Siempre era la mujer más bella, sobresalía entre todas como en aquella boda en Huatabampo. Llegamos temprano a la recepción que sería en el salón de “La Ganadera”, en cuanto localizamos el lugar nos fuimos a la plaza y nos sentamos a fumar, a hacer tiempo. Éramos cuatro mujeres, la Florence y yo. En medio de la plaza, frente a “La Ganadera” había un kiosquito donde vendían toda clase de golosinas, helados, fritos, cigarros, a decir de los huatabampenses, Doña Consuelo, la dueña del kiosquito, era una especie de gacetilla de la ciudad. No había rumor, chisme, mitote que Doña Consuelo no supiera, encerrada en el kiosquito todo el día, nadie se explicaba cómo, la doña se enteraba de todo lo que pasaba en Huatabampo y sus alrededores.
Esta ocasión Florence llevaba un maravilloso vestido rojo con raja en la pierna, zapatillas doradas, la peluca rubia, pendientes que hacían juego con un collar de perlas, se dirigió al establecimiento, caminó junto con una de las muchachas para comprar unos cigarrillos, la doña las vio desde que se levantaron, las siguió con la mirada, les auscultó todos los detalles que pudo hasta que llegaron –el vestido, la cabellera rubia, las zapatillas, el caminar garboso, la distinción, la blancura, la talla, la belleza, la perfección- hasta que pidió La Florence –unos cigarrillos-
Algo no concordaba con todos aquellos detalles que Doña Consuelo había inventariado en el corto instante que La Florence y su acompañante caminaron rumbo al puesto: la voz. Todo lo demás era perfecto, menos la voz. Ahí fue donde las alarmas de Doña Consuelo se encendieron y quería saber más de la ilustre visitante. Su naturaleza comunicativa, curiosa, indagadora, le instigaba a saber más del ejemplar humano que tenía enfrente. Mientras buscaba los cigarros pensaba como hacerle plática -meter aguja para sacar hilo- entablar una conversación para investigar orígenes, residencia, género, edad, todo cuanto se pudiera.

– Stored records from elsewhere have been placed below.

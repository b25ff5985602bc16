use chrono::{DateTime, Utc};
use serde::{Deserialize, Deserializer, Serialize};
use uuid::Uuid;

/// A single item on the task list.
///
/// The store assigns `id` and `created_at` on insert; neither changes
/// afterwards. `text` is always stored trimmed and never blank.
#[derive(Debug, Clone, PartialEq, Eq, Serialize, Deserialize)]
#[serde(rename_all = "camelCase")]
pub struct Todo {
    pub id: Uuid,
    pub text: String,
    pub is_completed: bool,
    pub created_at: DateTime<Utc>,
}

/// Request body for creating a todo.
///
/// `text` is optional here so that a missing field can be reported as a
/// validation error instead of a body rejection.
#[derive(Debug, Clone, Default, Serialize, Deserialize)]
pub struct CreateTodoInput {
    #[serde(default)]
    pub text: Option<String>,
}

/// Validated input handed to the store on insert.
#[derive(Debug, Clone)]
pub struct CreateTodo {
    pub text: String,
}

/// Partial update for a todo. Fields left as `None` are not touched.
///
/// Only `text` and `isCompleted` are accepted; any other field in a request
/// body is ignored.
#[derive(Debug, Clone, Default, PartialEq, Eq, Serialize, Deserialize)]
#[serde(rename_all = "camelCase")]
pub struct TodoPatch {
    #[serde(default, skip_serializing_if = "Option::is_none")]
    pub text: Option<String>,
    #[serde(default, skip_serializing_if = "Option::is_none")]
    pub is_completed: Option<bool>,
}

impl TodoPatch {
    pub fn text(text: impl Into<String>) -> Self {
        Self {
            text: Some(text.into()),
            is_completed: None,
        }
    }

    pub fn completed(is_completed: bool) -> Self {
        Self {
            text: None,
            is_completed: Some(is_completed),
        }
    }

    pub fn is_empty(&self) -> bool {
        self.text.is_none() && self.is_completed.is_none()
    }
}

/// Request body for updating a todo.
///
/// `text` is `None` when the field is absent and `Some(None)` when it is an
/// explicit `null`, which is a validation error rather than "leave unchanged".
#[derive(Debug, Clone, Default, PartialEq, Eq, Deserialize)]
#[serde(rename_all = "camelCase")]
pub struct UpdateTodoInput {
    #[serde(default, deserialize_with = "present")]
    pub text: Option<Option<String>>,
    #[serde(default)]
    pub is_completed: Option<bool>,
}

fn present<'de, D>(deserializer: D) -> Result<Option<Option<String>>, D::Error>
where
    D: Deserializer<'de>,
{
    Option::<String>::deserialize(deserializer).map(Some)
}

Era tan deslumbrante la belleza de la Florence que la doña estaba medio ofuscada y no se le ocurría una pregunta que provocara la conversación antes de despachar y cobrar los cigarros. Hasta que la tuvo de nuevo de frente fue que se le ocurrió – ¿ustedes son alemanas, muchachas?- -No- respondió Florence –somos putos.
Se le quitaron las ganas de preguntar.